Recorded information:
####
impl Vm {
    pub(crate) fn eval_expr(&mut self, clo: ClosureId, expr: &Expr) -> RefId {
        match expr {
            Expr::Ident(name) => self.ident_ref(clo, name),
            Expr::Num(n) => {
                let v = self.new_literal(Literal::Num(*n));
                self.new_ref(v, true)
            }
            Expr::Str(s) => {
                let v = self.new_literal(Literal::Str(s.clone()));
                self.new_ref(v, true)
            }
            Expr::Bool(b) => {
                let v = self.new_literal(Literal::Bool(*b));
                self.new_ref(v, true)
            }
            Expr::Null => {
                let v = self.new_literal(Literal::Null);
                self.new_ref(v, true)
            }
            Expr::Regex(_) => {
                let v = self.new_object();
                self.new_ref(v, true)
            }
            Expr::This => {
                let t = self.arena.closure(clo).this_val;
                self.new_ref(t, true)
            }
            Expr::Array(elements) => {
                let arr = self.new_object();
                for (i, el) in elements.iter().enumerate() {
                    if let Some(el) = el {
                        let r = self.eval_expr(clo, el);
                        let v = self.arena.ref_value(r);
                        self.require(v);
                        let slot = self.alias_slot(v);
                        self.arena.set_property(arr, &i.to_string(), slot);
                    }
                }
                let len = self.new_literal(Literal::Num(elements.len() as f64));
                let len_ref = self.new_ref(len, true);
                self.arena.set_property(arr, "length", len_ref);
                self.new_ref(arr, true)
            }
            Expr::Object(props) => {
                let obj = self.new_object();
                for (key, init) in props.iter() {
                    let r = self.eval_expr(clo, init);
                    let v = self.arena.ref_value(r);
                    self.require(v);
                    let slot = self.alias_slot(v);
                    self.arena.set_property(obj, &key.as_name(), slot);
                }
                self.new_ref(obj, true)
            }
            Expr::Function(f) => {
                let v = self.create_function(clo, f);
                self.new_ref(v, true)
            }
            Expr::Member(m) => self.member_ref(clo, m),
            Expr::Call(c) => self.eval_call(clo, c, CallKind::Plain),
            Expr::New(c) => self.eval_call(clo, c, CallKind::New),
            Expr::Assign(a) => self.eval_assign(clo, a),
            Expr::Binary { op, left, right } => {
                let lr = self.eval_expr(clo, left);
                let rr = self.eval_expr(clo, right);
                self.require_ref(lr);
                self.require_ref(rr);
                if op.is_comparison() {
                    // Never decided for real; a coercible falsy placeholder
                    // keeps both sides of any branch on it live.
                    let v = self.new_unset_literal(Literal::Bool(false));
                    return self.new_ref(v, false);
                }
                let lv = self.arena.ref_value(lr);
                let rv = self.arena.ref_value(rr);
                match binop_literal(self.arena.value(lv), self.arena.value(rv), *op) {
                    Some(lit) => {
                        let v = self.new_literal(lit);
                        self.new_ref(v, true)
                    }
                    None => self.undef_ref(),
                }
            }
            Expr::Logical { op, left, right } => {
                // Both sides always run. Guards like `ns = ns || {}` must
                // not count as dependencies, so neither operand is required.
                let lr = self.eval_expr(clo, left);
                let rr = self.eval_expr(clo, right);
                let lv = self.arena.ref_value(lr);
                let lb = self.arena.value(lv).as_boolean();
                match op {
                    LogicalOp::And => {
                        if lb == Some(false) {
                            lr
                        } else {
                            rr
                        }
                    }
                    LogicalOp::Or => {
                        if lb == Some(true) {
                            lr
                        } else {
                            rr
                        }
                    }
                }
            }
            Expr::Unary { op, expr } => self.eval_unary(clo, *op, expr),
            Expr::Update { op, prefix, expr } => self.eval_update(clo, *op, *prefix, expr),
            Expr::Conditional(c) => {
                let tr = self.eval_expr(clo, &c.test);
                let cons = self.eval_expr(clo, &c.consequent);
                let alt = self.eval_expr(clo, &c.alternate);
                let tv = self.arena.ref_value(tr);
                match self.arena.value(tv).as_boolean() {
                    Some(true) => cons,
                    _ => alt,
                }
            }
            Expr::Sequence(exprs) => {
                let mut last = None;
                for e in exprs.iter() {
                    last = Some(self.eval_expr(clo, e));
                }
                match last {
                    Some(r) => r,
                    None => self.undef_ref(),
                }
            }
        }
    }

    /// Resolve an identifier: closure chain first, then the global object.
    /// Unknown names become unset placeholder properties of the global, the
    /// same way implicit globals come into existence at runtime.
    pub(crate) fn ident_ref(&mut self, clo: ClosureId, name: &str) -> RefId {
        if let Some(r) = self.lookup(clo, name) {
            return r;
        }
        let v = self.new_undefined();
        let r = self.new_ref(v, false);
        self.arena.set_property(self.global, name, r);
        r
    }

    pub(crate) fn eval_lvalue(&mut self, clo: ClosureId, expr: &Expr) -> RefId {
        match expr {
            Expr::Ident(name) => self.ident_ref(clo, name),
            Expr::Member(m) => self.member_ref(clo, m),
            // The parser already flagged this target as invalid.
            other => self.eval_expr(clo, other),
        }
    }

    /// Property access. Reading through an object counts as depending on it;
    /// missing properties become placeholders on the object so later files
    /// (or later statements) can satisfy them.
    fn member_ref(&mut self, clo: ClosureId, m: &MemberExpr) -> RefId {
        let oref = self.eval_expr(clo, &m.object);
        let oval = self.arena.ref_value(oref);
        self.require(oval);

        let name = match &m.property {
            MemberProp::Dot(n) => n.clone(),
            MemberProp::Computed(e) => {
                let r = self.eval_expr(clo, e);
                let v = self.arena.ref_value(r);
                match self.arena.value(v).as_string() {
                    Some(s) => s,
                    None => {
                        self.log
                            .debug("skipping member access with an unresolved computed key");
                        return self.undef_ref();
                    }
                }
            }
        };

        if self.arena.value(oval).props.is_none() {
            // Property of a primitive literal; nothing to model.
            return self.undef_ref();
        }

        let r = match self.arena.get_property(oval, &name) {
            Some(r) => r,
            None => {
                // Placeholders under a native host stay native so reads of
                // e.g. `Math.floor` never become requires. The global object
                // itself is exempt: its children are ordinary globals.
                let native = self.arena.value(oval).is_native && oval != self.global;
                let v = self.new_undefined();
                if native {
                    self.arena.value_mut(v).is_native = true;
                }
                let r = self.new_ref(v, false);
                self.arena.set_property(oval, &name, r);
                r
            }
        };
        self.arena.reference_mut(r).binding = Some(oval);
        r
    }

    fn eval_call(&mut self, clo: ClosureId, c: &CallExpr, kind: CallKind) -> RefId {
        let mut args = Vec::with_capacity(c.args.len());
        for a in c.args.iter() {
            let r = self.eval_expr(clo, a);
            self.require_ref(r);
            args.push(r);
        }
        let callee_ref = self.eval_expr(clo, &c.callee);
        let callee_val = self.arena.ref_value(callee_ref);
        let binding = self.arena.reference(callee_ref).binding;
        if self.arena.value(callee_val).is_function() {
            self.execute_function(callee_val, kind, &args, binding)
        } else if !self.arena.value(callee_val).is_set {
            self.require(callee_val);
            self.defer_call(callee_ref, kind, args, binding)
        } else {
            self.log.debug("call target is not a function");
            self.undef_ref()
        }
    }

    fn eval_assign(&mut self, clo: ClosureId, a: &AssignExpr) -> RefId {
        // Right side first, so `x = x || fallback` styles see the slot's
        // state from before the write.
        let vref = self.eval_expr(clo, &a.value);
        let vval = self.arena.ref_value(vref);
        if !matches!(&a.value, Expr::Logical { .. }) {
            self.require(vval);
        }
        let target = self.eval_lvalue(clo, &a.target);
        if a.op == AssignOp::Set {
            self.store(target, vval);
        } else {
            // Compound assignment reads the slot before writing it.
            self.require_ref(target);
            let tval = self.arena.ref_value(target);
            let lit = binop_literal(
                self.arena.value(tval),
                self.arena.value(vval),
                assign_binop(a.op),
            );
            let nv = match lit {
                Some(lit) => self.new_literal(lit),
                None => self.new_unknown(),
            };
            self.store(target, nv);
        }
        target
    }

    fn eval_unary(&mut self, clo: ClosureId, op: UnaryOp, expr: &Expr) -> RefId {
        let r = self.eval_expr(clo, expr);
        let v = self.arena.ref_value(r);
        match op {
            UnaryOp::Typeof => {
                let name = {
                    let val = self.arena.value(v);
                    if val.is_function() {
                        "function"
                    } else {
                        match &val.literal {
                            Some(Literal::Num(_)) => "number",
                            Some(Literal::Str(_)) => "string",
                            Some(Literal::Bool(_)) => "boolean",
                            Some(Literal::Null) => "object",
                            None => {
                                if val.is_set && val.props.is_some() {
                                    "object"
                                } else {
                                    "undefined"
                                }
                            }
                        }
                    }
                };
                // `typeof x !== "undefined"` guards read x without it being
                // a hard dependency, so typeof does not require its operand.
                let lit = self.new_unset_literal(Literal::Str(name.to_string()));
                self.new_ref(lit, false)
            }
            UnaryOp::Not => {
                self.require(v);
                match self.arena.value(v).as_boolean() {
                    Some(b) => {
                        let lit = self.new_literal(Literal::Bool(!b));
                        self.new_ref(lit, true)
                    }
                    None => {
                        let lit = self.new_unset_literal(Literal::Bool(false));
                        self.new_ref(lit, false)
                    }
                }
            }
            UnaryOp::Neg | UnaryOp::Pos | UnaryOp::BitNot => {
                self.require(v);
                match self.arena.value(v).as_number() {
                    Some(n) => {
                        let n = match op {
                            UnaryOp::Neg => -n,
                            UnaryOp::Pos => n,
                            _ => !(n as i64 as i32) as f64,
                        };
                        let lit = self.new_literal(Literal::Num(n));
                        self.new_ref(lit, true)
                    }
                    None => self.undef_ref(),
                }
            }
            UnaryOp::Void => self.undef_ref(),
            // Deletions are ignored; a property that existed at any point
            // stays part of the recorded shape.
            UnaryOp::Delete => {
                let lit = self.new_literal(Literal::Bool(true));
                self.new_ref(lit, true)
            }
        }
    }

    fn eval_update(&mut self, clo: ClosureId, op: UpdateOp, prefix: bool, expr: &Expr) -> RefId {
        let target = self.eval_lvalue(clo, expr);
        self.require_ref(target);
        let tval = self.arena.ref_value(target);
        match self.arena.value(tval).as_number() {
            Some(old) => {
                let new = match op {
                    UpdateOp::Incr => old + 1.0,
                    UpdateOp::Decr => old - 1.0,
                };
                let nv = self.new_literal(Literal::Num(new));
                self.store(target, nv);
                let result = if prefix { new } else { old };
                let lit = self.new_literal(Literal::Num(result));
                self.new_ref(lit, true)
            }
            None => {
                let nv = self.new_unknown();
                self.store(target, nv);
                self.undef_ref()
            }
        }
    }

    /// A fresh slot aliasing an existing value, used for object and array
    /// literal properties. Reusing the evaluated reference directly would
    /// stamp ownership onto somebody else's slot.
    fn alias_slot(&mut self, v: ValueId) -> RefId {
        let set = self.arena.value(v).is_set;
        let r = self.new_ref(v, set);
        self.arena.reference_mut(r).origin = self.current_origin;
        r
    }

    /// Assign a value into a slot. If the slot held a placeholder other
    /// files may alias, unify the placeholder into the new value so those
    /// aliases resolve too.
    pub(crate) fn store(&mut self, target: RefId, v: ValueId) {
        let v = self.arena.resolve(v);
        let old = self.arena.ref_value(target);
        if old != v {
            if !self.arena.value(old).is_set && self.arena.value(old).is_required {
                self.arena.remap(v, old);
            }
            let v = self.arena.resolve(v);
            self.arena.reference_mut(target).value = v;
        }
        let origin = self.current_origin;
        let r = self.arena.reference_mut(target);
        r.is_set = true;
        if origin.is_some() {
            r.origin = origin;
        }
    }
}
####
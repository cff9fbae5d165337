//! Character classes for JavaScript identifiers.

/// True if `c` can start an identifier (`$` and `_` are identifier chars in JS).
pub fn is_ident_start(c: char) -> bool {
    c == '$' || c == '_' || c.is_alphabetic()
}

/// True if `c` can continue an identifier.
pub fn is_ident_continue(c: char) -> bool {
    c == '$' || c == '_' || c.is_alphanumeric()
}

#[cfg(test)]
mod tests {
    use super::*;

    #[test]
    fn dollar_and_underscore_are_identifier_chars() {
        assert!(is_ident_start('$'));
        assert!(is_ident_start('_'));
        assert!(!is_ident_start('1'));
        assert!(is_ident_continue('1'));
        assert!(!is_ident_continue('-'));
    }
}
####
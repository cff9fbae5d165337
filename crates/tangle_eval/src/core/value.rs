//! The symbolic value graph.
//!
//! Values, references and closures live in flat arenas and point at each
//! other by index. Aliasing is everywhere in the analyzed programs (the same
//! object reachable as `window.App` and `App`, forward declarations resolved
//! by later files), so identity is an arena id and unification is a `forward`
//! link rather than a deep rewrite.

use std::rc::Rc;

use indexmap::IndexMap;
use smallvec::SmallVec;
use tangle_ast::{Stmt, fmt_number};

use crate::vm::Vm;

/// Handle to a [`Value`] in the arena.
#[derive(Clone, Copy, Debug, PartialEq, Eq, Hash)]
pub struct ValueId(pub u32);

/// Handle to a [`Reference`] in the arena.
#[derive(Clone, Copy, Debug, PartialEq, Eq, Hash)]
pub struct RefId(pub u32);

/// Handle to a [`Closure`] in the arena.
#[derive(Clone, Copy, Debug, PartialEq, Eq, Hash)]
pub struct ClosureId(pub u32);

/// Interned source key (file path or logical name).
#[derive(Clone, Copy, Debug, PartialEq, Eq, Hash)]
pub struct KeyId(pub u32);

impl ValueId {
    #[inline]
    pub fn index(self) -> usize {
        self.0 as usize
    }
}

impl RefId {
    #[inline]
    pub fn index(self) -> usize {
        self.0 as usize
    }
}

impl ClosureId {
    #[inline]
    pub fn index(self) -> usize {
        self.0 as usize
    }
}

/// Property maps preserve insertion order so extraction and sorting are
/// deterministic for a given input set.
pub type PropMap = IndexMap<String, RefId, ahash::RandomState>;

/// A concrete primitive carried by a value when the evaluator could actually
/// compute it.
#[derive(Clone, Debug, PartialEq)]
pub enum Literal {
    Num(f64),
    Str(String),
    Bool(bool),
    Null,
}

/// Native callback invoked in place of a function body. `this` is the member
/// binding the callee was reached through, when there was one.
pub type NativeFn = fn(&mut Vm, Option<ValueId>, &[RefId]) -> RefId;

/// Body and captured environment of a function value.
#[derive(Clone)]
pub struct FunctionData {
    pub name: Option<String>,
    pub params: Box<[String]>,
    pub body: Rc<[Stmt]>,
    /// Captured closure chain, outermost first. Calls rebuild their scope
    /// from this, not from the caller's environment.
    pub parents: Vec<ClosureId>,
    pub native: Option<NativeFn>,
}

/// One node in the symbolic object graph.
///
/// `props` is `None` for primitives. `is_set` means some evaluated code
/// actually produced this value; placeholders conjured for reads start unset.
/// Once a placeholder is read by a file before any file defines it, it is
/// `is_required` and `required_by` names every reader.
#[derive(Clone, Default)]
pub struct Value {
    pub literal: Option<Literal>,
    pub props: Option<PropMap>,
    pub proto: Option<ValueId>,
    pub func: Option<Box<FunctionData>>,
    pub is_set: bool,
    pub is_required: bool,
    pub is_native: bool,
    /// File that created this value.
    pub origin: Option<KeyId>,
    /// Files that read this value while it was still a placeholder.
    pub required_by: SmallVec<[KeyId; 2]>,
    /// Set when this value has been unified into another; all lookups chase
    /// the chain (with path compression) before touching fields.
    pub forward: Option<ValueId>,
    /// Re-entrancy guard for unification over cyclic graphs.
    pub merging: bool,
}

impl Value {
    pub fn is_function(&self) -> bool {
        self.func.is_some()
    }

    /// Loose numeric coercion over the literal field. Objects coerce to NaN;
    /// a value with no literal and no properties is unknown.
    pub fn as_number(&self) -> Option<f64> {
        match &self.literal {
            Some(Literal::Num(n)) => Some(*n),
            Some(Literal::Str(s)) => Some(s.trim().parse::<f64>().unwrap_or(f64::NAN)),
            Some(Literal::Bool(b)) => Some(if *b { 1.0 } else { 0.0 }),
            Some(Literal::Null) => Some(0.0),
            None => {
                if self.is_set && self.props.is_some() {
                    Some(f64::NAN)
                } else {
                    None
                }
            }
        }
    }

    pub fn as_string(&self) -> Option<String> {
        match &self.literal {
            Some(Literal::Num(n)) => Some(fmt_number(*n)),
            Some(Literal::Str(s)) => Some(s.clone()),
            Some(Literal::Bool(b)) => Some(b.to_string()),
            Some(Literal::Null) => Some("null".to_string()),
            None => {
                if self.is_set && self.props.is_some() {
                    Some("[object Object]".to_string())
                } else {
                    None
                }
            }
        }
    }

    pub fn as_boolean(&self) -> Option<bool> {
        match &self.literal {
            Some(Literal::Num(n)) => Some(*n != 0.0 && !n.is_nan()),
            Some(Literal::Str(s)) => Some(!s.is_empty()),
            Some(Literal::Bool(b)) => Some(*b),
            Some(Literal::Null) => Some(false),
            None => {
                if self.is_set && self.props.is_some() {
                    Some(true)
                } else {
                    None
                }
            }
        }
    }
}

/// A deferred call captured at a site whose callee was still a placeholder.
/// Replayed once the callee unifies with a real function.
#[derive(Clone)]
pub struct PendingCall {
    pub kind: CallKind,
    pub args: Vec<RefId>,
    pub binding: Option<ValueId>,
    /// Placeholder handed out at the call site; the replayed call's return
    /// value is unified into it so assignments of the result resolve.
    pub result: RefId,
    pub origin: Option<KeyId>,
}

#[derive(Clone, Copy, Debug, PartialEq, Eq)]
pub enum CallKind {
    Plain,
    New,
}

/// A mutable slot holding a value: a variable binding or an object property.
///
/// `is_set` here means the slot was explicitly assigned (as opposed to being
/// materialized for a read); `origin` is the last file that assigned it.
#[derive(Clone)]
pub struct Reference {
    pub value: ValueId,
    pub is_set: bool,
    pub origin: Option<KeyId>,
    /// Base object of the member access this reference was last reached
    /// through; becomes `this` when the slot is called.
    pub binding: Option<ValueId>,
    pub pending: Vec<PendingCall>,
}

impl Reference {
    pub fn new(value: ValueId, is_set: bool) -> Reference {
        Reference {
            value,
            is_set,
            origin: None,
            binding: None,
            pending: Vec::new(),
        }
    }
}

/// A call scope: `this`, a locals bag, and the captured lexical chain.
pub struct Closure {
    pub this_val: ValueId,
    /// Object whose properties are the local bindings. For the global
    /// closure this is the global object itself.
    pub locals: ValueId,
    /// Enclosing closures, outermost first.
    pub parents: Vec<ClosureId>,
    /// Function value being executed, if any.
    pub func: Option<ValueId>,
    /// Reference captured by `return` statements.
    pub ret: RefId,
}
####
Work instruction: For the listing above, identify each line bearing "whose".

Expected answer:
/// A deferred call captured at a site whose callee was still a placeholder.
    /// Object whose properties are the local bindings. For the global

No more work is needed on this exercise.